# Collected data entries:
[Start of Attachment]
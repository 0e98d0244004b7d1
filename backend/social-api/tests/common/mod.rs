// Each test binary uses a different subset of the fixtures.
#![allow(dead_code)]

pub mod fixtures;
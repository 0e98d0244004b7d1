use actix_web::{web, HttpResponse};
use serde_json::json;

use crate::app_state::AppState;
use crate::error::{AppError, Result};
use crate::metrics;

/// GET /ping
pub async fn ping() -> HttpResponse {
    HttpResponse::Ok().json(json!({ "message": "pong" }))
}

/// Liveness plus a database round trip when PostgreSQL backs the stores.
/// GET /health
pub async fn health(state: web::Data<AppState>) -> Result<HttpResponse> {
    if let Some(pool) = &state.db {
        sqlx::query("SELECT 1").execute(pool).await?;
    }
    Ok(HttpResponse::Ok().json(json!({ "status": "ok" })))
}

/// GET /metrics
pub async fn metrics_handler() -> Result<HttpResponse> {
    let body = metrics::render().map_err(|e| AppError::Internal(e.to_string()))?;
    Ok(HttpResponse::Ok()
        .content_type("text/plain; version=0.0.4")
        .body(body))
}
[End of Attachment]
# Your instructions:
Word for word, output the records that appear above.

# Answer section:
repository 0e98d0244004b7d1
filename backend/social-api/tests/common/mod.rs
// Each test binary uses a different subset of the fixtures.
#![allow(dead_code)]

pub mod fixtures;
repository 0e98d0244004b7d1
use actix_web::{web, HttpResponse};
use serde_json::json;

use crate::app_state::AppState;
use crate::error::{AppError, Result};
use crate::metrics;

/// GET /ping
pub async fn ping() -> HttpResponse {
    HttpResponse::Ok().json(json!({ "message": "pong" }))
}

/// Liveness plus a database round trip when PostgreSQL backs the stores.
/// GET /health
pub async fn health(state: web::Data<AppState>) -> Result<HttpResponse> {
    if let Some(pool) = &state.db {
        sqlx::query("SELECT 1").execute(pool).await?;
    }
    Ok(HttpResponse::Ok().json(json!({ "status": "ok" })))
}

/// GET /metrics
pub async fn metrics_handler() -> Result<HttpResponse> {
    let body = metrics::render().map_err(|e| AppError::Internal(e.to_string()))?;
    Ok(HttpResponse::Ok()
        .content_type("text/plain; version=0.0.4")
        .body(body))
}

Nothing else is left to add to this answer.